Exercise requirements
With both ends included, repeat exactly the lines of the entries below from the one containing "filename khet-core/src/stats.rs" down to the one containing "pub(crate) fn record_cutoff(&mut", and no others.

Collected data entries:
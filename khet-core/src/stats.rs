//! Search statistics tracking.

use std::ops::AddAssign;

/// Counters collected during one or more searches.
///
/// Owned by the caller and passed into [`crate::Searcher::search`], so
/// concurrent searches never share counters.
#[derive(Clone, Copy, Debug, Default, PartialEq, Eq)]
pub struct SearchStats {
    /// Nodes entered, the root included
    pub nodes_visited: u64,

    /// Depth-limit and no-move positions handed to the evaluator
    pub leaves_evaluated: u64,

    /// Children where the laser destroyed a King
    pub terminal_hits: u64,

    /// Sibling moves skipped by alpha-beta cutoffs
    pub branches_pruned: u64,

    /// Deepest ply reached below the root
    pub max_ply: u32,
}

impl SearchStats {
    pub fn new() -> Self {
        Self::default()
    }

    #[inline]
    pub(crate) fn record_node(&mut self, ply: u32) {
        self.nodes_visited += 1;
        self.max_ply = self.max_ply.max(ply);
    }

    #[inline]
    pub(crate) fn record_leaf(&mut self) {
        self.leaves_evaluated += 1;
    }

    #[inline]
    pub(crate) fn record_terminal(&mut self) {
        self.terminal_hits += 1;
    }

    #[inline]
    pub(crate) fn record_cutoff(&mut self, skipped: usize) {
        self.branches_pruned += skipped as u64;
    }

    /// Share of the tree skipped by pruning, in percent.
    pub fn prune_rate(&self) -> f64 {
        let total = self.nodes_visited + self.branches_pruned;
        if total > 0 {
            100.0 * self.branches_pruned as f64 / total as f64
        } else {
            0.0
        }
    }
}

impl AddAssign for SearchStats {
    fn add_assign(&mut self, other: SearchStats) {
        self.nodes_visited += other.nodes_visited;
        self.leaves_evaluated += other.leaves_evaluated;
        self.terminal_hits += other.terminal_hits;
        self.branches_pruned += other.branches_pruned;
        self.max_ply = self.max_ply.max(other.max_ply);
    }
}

--

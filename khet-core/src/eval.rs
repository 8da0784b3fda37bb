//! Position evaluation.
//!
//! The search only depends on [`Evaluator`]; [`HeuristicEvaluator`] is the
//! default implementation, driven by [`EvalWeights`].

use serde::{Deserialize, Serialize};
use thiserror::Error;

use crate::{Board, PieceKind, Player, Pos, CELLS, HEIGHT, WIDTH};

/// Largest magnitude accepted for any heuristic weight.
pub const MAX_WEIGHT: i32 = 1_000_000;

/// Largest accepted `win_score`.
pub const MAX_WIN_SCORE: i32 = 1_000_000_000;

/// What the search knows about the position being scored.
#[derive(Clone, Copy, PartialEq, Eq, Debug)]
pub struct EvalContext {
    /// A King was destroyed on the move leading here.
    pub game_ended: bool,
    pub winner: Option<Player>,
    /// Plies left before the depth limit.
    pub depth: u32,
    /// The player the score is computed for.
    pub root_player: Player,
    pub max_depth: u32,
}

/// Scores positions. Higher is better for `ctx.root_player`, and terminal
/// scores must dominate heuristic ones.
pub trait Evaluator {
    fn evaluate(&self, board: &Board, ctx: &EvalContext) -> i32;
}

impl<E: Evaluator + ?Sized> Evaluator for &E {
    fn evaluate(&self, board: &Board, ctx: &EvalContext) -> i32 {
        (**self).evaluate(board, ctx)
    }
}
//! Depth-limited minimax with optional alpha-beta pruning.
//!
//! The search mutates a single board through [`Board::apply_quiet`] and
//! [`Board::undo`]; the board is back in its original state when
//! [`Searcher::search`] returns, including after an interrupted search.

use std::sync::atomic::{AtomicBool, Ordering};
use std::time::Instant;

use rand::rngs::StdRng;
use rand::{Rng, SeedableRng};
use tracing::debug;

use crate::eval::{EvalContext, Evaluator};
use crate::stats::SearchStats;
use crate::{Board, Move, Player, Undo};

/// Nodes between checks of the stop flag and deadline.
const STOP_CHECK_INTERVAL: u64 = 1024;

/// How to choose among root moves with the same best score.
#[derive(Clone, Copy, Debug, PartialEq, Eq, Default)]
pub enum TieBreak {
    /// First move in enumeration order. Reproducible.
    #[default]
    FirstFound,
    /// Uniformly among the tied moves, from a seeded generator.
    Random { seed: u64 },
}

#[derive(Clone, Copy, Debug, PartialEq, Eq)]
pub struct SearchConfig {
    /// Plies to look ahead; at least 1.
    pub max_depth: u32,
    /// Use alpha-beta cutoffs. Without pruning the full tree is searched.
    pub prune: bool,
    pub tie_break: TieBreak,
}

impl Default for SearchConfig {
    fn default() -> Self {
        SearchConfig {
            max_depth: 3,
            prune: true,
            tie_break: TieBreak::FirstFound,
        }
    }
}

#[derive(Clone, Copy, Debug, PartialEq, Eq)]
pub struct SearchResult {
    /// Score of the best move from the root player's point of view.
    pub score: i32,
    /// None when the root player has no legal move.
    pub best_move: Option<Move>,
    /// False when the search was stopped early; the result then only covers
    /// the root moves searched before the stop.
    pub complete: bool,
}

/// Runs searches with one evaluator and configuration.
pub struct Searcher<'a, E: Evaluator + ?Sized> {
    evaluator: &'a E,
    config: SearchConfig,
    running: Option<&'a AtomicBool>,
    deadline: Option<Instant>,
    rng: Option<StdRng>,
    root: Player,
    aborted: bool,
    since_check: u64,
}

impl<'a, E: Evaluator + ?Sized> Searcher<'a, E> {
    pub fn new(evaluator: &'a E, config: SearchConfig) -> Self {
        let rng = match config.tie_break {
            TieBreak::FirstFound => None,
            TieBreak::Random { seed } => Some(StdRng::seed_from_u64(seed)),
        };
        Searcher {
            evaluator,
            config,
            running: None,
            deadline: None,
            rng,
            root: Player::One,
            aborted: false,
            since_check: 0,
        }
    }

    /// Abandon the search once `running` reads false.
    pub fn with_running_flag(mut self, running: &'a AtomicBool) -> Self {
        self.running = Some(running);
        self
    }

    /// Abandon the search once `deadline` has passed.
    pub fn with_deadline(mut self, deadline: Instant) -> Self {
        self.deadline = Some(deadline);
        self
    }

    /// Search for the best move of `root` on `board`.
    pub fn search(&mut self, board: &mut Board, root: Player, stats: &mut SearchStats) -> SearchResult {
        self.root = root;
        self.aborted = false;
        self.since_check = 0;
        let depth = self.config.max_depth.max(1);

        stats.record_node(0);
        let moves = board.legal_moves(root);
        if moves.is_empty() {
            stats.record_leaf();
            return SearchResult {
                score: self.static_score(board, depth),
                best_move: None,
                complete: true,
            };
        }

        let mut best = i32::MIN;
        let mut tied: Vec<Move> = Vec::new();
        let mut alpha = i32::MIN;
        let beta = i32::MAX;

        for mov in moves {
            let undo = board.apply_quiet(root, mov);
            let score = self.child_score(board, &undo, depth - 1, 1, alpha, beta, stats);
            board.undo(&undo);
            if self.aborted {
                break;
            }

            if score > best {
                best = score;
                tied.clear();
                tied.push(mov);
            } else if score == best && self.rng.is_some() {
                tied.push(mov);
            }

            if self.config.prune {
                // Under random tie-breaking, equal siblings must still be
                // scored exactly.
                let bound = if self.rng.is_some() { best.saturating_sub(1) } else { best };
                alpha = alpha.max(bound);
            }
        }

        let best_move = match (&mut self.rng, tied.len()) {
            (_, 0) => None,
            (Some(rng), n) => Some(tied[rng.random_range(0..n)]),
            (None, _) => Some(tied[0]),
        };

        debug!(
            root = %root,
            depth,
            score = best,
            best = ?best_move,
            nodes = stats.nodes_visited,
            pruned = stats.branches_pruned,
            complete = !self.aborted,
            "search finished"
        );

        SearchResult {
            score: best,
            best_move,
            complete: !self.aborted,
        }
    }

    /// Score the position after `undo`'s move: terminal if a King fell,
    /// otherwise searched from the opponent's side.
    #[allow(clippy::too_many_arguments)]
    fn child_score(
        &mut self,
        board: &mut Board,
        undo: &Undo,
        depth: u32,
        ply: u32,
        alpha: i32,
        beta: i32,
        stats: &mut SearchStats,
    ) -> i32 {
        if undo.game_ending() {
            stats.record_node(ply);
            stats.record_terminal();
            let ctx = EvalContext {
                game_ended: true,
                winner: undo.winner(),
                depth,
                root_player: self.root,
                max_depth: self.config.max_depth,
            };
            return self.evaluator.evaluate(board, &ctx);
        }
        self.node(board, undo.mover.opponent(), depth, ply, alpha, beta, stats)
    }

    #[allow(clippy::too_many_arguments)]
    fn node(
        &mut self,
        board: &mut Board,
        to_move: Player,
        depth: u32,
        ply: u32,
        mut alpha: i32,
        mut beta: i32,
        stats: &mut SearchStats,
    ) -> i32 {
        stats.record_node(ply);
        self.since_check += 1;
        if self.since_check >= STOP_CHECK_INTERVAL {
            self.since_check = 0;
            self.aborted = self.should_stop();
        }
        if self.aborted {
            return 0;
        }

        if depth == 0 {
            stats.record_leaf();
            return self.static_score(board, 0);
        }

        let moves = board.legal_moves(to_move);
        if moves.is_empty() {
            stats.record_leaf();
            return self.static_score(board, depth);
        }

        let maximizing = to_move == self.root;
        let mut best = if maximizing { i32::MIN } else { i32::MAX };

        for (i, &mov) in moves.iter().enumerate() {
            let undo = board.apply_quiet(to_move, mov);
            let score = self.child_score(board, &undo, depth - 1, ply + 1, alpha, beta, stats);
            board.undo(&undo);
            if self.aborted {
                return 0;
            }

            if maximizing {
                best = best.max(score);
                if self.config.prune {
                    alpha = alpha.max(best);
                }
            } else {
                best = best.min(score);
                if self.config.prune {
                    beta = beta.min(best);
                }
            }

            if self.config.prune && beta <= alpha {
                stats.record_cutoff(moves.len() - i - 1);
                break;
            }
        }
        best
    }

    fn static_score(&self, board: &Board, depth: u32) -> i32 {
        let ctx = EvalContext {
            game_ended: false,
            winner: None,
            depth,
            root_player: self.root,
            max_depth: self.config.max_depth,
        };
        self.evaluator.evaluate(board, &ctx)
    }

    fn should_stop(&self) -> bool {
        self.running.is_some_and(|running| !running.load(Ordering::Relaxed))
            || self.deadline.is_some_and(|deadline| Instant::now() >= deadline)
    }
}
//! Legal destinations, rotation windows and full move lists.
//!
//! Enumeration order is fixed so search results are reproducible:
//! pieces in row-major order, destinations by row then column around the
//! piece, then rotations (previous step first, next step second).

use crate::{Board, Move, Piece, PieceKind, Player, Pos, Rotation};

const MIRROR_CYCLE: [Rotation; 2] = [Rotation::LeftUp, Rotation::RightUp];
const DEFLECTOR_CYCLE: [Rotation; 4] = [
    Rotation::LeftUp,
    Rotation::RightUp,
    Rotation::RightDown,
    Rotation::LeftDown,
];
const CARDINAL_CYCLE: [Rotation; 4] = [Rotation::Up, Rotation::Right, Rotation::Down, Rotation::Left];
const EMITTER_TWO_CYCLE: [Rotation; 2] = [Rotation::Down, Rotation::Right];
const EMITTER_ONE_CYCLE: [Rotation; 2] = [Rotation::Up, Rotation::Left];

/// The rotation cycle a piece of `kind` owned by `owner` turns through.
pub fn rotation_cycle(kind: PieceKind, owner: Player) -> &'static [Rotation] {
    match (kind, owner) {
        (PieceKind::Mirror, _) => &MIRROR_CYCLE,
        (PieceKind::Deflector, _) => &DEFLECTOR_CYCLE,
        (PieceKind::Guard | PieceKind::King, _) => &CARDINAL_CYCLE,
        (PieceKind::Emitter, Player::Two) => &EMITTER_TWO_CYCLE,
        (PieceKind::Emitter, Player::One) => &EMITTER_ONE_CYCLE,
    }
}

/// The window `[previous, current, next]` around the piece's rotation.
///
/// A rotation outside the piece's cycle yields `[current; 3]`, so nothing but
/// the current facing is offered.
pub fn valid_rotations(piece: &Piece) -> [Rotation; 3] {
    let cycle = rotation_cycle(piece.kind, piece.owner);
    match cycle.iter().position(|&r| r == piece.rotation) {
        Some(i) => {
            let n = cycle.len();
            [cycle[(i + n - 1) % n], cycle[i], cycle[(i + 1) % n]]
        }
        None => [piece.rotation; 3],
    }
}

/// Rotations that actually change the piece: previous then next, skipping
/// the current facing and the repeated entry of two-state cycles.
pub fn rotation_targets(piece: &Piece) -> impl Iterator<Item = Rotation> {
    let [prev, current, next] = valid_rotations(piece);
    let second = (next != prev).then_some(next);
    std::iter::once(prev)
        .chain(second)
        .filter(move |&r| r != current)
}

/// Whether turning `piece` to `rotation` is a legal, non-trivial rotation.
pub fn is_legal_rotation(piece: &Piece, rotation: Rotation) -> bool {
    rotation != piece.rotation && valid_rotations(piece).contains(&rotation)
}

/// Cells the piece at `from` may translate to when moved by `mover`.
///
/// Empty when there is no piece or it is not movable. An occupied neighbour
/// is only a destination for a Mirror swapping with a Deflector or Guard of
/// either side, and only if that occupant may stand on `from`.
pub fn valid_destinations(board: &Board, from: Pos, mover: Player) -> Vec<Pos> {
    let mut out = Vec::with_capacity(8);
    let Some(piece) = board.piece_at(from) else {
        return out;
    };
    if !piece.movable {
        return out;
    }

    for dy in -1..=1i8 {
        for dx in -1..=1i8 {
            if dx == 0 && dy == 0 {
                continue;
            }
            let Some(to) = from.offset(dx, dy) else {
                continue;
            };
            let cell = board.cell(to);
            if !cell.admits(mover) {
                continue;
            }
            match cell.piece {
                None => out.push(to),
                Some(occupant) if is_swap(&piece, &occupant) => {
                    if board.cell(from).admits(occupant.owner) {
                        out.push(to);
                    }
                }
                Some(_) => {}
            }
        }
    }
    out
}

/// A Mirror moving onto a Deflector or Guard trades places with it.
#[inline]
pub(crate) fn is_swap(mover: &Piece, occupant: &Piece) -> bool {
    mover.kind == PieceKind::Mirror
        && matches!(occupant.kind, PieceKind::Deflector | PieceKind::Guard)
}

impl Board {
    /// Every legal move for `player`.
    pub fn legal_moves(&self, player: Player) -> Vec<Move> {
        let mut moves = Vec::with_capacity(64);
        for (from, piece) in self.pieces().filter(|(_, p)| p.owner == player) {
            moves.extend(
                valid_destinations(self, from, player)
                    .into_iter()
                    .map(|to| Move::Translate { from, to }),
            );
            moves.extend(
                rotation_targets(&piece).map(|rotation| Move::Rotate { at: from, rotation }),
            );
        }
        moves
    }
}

--

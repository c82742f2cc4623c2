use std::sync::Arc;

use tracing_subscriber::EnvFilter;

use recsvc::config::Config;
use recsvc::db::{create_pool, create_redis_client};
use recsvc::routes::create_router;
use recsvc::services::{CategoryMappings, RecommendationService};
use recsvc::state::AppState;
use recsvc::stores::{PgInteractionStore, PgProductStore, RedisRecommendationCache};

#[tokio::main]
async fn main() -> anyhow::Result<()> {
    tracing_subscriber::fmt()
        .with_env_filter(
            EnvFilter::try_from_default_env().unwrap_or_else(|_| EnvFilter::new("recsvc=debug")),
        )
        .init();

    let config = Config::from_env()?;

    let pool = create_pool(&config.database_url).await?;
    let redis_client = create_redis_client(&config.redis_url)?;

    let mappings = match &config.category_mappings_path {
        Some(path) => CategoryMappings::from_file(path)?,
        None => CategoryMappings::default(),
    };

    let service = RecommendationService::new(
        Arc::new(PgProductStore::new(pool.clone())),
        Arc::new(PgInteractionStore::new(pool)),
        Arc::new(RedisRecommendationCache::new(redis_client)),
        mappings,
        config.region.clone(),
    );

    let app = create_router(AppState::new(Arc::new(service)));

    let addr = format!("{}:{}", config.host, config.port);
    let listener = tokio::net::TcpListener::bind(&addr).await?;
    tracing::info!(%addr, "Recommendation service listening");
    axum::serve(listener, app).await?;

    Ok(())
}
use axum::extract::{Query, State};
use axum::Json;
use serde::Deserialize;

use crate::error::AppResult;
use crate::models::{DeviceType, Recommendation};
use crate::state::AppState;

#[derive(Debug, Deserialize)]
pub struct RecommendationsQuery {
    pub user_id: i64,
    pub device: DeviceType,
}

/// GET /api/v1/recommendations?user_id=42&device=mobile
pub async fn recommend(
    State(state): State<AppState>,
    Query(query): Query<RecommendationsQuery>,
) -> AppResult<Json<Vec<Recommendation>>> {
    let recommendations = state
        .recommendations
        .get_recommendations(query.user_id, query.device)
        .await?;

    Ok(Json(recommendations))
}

Your response
filename khet-core/src/stats.rs
//! Search statistics tracking.

use std::ops::AddAssign;

/// Counters collected during one or more searches.
///
/// Owned by the caller and passed into [`crate::Searcher::search`], so
/// concurrent searches never share counters.
#[derive(Clone, Copy, Debug, Default, PartialEq, Eq)]
pub struct SearchStats {
    /// Nodes entered, the root included
    pub nodes_visited: u64,

    /// Depth-limit and no-move positions handed to the evaluator
    pub leaves_evaluated: u64,

    /// Children where the laser destroyed a King
    pub terminal_hits: u64,

    /// Sibling moves skipped by alpha-beta cutoffs
    pub branches_pruned: u64,

    /// Deepest ply reached below the root
    pub max_ply: u32,
}

impl SearchStats {
    pub fn new() -> Self {
        Self::default()
    }

    #[inline]
    pub(crate) fn record_node(&mut self, ply: u32) {
        self.nodes_visited += 1;
        self.max_ply = self.max_ply.max(ply);
    }

    #[inline]
    pub(crate) fn record_leaf(&mut self) {
        self.leaves_evaluated += 1;
    }

    #[inline]
    pub(crate) fn record_terminal(&mut self) {
        self.terminal_hits += 1;
    }

    #[inline]
    pub(crate) fn record_cutoff(&mut self, skipped: usize) {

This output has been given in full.